- THE TASK: The lines to extract run from the first line of the entries through the line that contains "one tick at a"; reproduce exactly those lines and no others.
----
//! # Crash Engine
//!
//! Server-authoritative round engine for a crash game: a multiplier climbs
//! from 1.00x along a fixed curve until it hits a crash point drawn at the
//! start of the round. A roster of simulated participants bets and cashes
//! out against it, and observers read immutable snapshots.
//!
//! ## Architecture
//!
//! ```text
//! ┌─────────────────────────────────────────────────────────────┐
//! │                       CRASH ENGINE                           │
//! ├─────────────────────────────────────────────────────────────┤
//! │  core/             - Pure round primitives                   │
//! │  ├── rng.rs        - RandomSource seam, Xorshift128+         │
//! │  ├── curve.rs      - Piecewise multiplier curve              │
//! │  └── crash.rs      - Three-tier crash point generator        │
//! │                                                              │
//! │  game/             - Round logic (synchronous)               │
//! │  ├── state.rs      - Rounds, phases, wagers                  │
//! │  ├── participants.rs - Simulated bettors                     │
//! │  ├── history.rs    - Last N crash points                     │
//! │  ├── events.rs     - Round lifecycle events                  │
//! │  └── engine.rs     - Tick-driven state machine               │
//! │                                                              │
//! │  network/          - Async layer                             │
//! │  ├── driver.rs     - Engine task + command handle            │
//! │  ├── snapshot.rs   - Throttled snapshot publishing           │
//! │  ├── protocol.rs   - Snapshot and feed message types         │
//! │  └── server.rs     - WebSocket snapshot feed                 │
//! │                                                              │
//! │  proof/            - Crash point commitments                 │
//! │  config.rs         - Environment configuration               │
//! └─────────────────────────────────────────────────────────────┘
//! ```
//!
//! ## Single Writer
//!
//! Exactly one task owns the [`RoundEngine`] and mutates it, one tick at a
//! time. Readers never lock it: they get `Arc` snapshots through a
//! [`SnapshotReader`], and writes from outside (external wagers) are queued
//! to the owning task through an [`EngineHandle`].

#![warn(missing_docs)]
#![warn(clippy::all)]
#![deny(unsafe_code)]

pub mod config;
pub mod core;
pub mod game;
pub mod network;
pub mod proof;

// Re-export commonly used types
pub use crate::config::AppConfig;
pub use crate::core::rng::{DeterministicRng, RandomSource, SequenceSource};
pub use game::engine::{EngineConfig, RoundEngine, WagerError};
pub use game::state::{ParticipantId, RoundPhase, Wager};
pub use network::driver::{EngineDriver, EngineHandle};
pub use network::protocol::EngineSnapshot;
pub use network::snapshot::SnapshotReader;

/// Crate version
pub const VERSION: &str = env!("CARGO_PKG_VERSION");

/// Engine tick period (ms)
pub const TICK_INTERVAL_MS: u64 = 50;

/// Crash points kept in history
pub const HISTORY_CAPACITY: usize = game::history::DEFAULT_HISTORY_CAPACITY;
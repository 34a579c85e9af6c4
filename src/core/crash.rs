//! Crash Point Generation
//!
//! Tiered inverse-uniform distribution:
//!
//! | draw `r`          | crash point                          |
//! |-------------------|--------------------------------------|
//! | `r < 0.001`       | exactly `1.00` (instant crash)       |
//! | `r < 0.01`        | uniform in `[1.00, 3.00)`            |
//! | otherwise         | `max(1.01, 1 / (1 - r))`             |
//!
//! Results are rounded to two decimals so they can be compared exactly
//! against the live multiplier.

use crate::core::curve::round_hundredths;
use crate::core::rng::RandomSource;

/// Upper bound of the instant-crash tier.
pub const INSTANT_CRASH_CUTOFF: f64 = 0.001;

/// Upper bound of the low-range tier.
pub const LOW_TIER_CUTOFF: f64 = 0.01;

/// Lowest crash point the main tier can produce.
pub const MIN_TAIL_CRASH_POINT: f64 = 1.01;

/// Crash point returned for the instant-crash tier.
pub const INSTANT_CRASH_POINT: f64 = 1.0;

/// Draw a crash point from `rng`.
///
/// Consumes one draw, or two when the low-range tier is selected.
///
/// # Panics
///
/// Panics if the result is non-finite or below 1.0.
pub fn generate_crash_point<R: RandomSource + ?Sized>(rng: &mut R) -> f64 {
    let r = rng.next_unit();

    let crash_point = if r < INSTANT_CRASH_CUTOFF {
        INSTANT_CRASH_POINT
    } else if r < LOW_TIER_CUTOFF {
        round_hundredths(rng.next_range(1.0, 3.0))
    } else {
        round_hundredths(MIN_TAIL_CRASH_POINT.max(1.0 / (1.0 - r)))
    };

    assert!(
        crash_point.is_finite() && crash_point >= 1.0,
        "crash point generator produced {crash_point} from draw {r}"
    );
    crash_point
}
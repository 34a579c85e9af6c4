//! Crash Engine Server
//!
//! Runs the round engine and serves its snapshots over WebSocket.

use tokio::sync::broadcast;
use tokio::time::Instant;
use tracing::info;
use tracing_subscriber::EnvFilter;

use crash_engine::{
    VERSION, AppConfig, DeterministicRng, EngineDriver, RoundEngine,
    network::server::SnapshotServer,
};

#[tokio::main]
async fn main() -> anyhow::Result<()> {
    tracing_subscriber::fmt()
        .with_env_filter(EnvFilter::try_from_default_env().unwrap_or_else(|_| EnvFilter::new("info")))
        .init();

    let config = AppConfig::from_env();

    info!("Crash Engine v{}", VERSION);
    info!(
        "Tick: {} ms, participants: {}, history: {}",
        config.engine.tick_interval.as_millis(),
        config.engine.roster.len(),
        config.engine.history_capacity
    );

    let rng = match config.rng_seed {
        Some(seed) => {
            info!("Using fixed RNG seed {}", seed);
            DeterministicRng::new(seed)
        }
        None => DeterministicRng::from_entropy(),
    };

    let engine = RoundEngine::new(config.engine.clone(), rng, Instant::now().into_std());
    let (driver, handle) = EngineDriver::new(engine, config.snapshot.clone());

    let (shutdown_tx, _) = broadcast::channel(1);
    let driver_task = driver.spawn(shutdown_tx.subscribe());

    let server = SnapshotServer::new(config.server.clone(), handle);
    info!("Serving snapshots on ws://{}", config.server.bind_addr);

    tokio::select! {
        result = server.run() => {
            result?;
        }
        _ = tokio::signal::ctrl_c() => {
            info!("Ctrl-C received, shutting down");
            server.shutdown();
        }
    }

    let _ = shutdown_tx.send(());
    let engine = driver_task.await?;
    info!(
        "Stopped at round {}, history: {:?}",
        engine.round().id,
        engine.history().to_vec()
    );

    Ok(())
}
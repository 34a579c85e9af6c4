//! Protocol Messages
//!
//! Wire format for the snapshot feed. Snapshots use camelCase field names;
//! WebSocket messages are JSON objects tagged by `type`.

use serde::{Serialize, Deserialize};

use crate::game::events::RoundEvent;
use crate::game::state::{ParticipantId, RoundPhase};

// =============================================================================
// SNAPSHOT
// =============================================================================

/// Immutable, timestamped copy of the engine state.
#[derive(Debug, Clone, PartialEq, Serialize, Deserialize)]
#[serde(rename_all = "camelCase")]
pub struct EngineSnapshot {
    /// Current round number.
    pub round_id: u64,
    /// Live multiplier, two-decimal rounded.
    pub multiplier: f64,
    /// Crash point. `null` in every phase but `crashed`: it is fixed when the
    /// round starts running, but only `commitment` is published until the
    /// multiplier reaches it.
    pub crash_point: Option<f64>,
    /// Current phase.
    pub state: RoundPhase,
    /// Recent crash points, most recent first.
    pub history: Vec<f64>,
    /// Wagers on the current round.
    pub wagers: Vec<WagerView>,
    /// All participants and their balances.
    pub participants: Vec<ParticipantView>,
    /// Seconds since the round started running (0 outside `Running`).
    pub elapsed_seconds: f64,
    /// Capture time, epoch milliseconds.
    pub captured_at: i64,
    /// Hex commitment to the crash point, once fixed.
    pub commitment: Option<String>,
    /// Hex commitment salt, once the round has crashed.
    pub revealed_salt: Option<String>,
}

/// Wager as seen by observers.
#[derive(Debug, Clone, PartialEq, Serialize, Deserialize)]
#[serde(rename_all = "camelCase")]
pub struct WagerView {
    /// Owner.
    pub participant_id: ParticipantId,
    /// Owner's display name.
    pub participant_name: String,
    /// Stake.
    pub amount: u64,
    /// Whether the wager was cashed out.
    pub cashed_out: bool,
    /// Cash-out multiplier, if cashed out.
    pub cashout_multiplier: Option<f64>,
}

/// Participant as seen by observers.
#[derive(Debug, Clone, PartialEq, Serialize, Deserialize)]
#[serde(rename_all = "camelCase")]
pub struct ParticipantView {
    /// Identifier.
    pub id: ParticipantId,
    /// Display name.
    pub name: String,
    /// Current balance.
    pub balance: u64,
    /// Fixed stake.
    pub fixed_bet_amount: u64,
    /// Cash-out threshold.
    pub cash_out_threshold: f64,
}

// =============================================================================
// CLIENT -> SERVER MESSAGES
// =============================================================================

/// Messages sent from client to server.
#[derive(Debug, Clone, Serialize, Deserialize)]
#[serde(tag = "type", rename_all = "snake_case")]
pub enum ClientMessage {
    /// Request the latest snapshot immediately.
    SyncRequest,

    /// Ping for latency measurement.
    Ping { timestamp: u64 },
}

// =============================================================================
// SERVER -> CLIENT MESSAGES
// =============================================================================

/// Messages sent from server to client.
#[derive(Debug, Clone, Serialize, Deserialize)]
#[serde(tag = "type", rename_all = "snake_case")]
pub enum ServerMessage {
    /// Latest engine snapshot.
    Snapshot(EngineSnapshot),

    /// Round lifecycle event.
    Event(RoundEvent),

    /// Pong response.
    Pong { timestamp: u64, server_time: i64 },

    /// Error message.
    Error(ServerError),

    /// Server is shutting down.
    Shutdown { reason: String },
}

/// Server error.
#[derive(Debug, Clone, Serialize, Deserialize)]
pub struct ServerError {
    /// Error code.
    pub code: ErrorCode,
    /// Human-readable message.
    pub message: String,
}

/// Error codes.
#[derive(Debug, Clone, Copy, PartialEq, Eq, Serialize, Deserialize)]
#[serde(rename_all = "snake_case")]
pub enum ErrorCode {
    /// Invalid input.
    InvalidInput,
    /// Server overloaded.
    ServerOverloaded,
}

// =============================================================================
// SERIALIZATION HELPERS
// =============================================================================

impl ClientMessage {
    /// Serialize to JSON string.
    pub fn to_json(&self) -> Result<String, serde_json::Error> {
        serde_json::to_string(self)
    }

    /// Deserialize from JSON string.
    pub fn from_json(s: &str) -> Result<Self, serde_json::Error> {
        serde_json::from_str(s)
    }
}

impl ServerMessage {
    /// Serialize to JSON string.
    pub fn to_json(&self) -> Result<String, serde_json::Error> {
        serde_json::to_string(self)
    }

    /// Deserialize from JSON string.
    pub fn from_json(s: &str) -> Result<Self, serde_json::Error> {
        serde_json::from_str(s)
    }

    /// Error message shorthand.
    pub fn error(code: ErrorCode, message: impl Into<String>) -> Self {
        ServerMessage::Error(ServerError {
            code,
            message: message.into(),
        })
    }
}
----
- RESPONSE:
//! # Crash Engine
//!
//! Server-authoritative round engine for a crash game: a multiplier climbs
//! from 1.00x along a fixed curve until it hits a crash point drawn at the
//! start of the round. A roster of simulated participants bets and cashes
//! out against it, and observers read immutable snapshots.
//!
//! ## Architecture
//!
//! ```text
//! ┌─────────────────────────────────────────────────────────────┐
//! │                       CRASH ENGINE                           │
//! ├─────────────────────────────────────────────────────────────┤
//! │  core/             - Pure round primitives                   │
//! │  ├── rng.rs        - RandomSource seam, Xorshift128+         │
//! │  ├── curve.rs      - Piecewise multiplier curve              │
//! │  └── crash.rs      - Three-tier crash point generator        │
//! │                                                              │
//! │  game/             - Round logic (synchronous)               │
//! │  ├── state.rs      - Rounds, phases, wagers                  │
//! │  ├── participants.rs - Simulated bettors                     │
//! │  ├── history.rs    - Last N crash points                     │
//! │  ├── events.rs     - Round lifecycle events                  │
//! │  └── engine.rs     - Tick-driven state machine               │
//! │                                                              │
//! │  network/          - Async layer                             │
//! │  ├── driver.rs     - Engine task + command handle            │
//! │  ├── snapshot.rs   - Throttled snapshot publishing           │
//! │  ├── protocol.rs   - Snapshot and feed message types         │
//! │  └── server.rs     - WebSocket snapshot feed                 │
//! │                                                              │
//! │  proof/            - Crash point commitments                 │
//! │  config.rs         - Environment configuration               │
//! └─────────────────────────────────────────────────────────────┘
//! ```
//!
//! ## Single Writer
//!
//! Exactly one task owns the [`RoundEngine`] and mutates it, one tick at a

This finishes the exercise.